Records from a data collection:

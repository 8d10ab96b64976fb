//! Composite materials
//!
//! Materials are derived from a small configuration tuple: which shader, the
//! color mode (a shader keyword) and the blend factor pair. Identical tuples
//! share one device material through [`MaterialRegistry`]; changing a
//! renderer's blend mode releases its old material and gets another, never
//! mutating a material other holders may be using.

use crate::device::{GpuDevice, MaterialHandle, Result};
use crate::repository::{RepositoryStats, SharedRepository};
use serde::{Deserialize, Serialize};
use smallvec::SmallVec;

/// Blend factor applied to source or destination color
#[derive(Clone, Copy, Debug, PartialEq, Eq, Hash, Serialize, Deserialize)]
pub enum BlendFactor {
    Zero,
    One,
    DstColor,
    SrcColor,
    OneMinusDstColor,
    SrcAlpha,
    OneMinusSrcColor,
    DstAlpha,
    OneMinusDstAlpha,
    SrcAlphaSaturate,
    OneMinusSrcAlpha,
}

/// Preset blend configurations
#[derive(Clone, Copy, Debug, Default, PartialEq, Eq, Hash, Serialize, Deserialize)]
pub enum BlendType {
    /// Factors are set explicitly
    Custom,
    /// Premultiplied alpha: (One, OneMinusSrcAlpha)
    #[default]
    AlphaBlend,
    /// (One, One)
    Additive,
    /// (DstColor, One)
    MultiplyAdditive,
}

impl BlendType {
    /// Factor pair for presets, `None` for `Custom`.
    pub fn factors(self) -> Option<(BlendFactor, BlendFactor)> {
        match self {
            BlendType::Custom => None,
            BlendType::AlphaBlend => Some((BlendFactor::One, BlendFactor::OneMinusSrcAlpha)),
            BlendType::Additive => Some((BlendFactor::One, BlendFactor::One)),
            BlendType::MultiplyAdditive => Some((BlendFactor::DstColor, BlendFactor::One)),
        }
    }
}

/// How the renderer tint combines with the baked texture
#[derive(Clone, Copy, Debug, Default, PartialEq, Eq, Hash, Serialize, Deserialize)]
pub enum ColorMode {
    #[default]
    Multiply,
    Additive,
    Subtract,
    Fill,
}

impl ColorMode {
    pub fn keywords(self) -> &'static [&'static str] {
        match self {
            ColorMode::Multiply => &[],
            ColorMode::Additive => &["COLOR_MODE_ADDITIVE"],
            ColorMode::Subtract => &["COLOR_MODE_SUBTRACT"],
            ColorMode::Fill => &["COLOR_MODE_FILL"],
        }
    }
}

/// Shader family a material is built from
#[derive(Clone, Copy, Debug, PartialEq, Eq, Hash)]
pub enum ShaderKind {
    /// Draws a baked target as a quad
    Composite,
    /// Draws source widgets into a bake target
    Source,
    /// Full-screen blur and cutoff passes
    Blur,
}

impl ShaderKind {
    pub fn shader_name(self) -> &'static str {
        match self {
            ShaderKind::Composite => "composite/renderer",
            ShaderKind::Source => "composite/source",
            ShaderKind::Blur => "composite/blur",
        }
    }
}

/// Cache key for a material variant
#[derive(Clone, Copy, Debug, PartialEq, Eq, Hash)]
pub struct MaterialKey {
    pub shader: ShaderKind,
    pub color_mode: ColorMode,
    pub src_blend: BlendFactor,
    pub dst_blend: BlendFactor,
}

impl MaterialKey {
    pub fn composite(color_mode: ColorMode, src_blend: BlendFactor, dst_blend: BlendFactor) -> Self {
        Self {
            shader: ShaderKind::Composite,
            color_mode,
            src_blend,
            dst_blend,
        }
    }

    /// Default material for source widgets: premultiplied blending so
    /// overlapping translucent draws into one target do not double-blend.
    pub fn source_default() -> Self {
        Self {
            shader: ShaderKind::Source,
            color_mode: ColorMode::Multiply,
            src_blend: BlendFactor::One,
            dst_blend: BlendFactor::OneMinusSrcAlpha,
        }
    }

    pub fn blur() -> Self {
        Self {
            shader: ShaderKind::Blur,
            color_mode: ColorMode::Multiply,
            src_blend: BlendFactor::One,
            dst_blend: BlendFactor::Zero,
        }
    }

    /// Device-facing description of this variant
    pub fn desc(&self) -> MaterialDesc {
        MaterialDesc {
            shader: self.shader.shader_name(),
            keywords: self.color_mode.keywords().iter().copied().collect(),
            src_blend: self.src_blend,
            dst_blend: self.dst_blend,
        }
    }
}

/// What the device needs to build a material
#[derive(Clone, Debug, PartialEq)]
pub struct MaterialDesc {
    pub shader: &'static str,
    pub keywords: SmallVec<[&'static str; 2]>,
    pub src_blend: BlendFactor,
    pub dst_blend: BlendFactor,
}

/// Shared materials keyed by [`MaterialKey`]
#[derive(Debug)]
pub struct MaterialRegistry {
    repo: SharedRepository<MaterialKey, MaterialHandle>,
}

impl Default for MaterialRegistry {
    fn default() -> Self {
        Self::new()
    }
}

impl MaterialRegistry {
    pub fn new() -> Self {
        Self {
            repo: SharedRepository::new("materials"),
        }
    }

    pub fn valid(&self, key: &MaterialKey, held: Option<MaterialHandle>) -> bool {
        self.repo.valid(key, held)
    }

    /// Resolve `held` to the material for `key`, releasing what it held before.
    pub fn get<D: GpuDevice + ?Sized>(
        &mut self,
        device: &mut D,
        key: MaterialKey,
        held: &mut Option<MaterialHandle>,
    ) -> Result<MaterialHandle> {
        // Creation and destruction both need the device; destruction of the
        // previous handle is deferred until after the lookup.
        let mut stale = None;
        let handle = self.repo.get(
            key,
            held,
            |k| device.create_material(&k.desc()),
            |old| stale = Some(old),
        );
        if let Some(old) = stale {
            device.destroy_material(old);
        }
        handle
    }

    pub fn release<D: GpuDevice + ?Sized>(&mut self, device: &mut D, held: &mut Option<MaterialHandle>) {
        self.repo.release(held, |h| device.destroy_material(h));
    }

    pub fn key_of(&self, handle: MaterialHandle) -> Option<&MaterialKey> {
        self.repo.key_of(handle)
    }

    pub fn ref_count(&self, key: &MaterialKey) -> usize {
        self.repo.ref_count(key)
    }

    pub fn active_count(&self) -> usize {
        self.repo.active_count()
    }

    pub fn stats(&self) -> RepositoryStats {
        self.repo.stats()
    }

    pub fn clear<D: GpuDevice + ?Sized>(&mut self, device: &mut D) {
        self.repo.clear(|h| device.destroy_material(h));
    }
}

DIRECTIONS: Line by line, retype the records with no changes.

RESPONSE TO THIS EXERCISE:
repository 8d10ab96b64976fb
//! Composite materials
//!
//! Materials are derived from a small configuration tuple: which shader, the
//! color mode (a shader keyword) and the blend factor pair. Identical tuples
//! share one device material through [`MaterialRegistry`]; changing a
//! renderer's blend mode releases its old material and gets another, never
//! mutating a material other holders may be using.

use crate::device::{GpuDevice, MaterialHandle, Result};
use crate::repository::{RepositoryStats, SharedRepository};
use serde::{Deserialize, Serialize};
use smallvec::SmallVec;

/// Blend factor applied to source or destination color
#[derive(Clone, Copy, Debug, PartialEq, Eq, Hash, Serialize, Deserialize)]
pub enum BlendFactor {
    Zero,
    One,
    DstColor,
    SrcColor,
    OneMinusDstColor,
    SrcAlpha,
    OneMinusSrcColor,
    DstAlpha,
    OneMinusDstAlpha,
    SrcAlphaSaturate,
    OneMinusSrcAlpha,
}

/// Preset blend configurations
#[derive(Clone, Copy, Debug, Default, PartialEq, Eq, Hash, Serialize, Deserialize)]
pub enum BlendType {
    /// Factors are set explicitly
    Custom,
    /// Premultiplied alpha: (One, OneMinusSrcAlpha)
    #[default]
    AlphaBlend,
    /// (One, One)
    Additive,
    /// (DstColor, One)
    MultiplyAdditive,
}

impl BlendType {
    /// Factor pair for presets, `None` for `Custom`.
    pub fn factors(self) -> Option<(BlendFactor, BlendFactor)> {
        match self {
            BlendType::Custom => None,
            BlendType::AlphaBlend => Some((BlendFactor::One, BlendFactor::OneMinusSrcAlpha)),
            BlendType::Additive => Some((BlendFactor::One, BlendFactor::One)),
            BlendType::MultiplyAdditive => Some((BlendFactor::DstColor, BlendFactor::One)),
        }
    }
}

/// How the renderer tint combines with the baked texture
#[derive(Clone, Copy, Debug, Default, PartialEq, Eq, Hash, Serialize, Deserialize)]
pub enum ColorMode {
    #[default]
    Multiply,
    Additive,
    Subtract,
    Fill,
}

impl ColorMode {
    pub fn keywords(self) -> &'static [&'static str] {
        match self {
            ColorMode::Multiply => &[],
            ColorMode::Additive => &["COLOR_MODE_ADDITIVE"],
            ColorMode::Subtract => &["COLOR_MODE_SUBTRACT"],
            ColorMode::Fill => &["COLOR_MODE_FILL"],
        }
    }
}

/// Shader family a material is built from
#[derive(Clone, Copy, Debug, PartialEq, Eq, Hash)]
pub enum ShaderKind {
    /// Draws a baked target as a quad
    Composite,
    /// Draws source widgets into a bake target
    Source,
    /// Full-screen blur and cutoff passes
    Blur,
}

impl ShaderKind {
    pub fn shader_name(self) -> &'static str {
        match self {
            ShaderKind::Composite => "composite/renderer",
            ShaderKind::Source => "composite/source",
            ShaderKind::Blur => "composite/blur",
        }
    }
}

/// Cache key for a material variant
#[derive(Clone, Copy, Debug, PartialEq, Eq, Hash)]
pub struct MaterialKey {
    pub shader: ShaderKind,
    pub color_mode: ColorMode,
    pub src_blend: BlendFactor,
    pub dst_blend: BlendFactor,
}

impl MaterialKey {
    pub fn composite(color_mode: ColorMode, src_blend: BlendFactor, dst_blend: BlendFactor) -> Self {
        Self {
            shader: ShaderKind::Composite,
            color_mode,
            src_blend,
            dst_blend,
        }
    }

    /// Default material for source widgets: premultiplied blending so
    /// overlapping translucent draws into one target do not double-blend.
    pub fn source_default() -> Self {
        Self {
            shader: ShaderKind::Source,
            color_mode: ColorMode::Multiply,
            src_blend: BlendFactor::One,
            dst_blend: BlendFactor::OneMinusSrcAlpha,
        }
    }

    pub fn blur() -> Self {
        Self {
            shader: ShaderKind::Blur,
            color_mode: ColorMode::Multiply,
            src_blend: BlendFactor::One,
            dst_blend: BlendFactor::Zero,
        }
    }

    /// Device-facing description of this variant
    pub fn desc(&self) -> MaterialDesc {
        MaterialDesc {
            shader: self.shader.shader_name(),
            keywords: self.color_mode.keywords().iter().copied().collect(),
            src_blend: self.src_blend,
            dst_blend: self.dst_blend,
        }
    }
}

/// What the device needs to build a material
#[derive(Clone, Debug, PartialEq)]
pub struct MaterialDesc {
    pub shader: &'static str,
    pub keywords: SmallVec<[&'static str; 2]>,
    pub src_blend: BlendFactor,
    pub dst_blend: BlendFactor,
}

/// Shared materials keyed by [`MaterialKey`]
#[derive(Debug)]
pub struct MaterialRegistry {
    repo: SharedRepository<MaterialKey, MaterialHandle>,
}

impl Default for MaterialRegistry {
    fn default() -> Self {
        Self::new()
    }
}

impl MaterialRegistry {
    pub fn new() -> Self {
        Self {
            repo: SharedRepository::new("materials"),
        }
    }

    pub fn valid(&self, key: &MaterialKey, held: Option<MaterialHandle>) -> bool {
        self.repo.valid(key, held)
    }

    /// Resolve `held` to the material for `key`, releasing what it held before.
    pub fn get<D: GpuDevice + ?Sized>(
        &mut self,
        device: &mut D,
        key: MaterialKey,
        held: &mut Option<MaterialHandle>,
    ) -> Result<MaterialHandle> {
        // Creation and destruction both need the device; destruction of the
        // previous handle is deferred until after the lookup.
        let mut stale = None;
        let handle = self.repo.get(
            key,
            held,
            |k| device.create_material(&k.desc()),
            |old| stale = Some(old),
        );
        if let Some(old) = stale {
            device.destroy_material(old);
        }
        handle
    }

    pub fn release<D: GpuDevice + ?Sized>(&mut self, device: &mut D, held: &mut Option<MaterialHandle>) {
        self.repo.release(held, |h| device.destroy_material(h));
    }

    pub fn key_of(&self, handle: MaterialHandle) -> Option<&MaterialKey> {
        self.repo.key_of(handle)
    }

    pub fn ref_count(&self, key: &MaterialKey) -> usize {
        self.repo.ref_count(key)
    }

    pub fn active_count(&self) -> usize {
        self.repo.active_count()
    }

    pub fn stats(&self) -> RepositoryStats {
        self.repo.stats()
    }

    pub fn clear<D: GpuDevice + ?Sized>(&mut self, device: &mut D) {
        self.repo.clear(|h| device.destroy_material(h));
    }
}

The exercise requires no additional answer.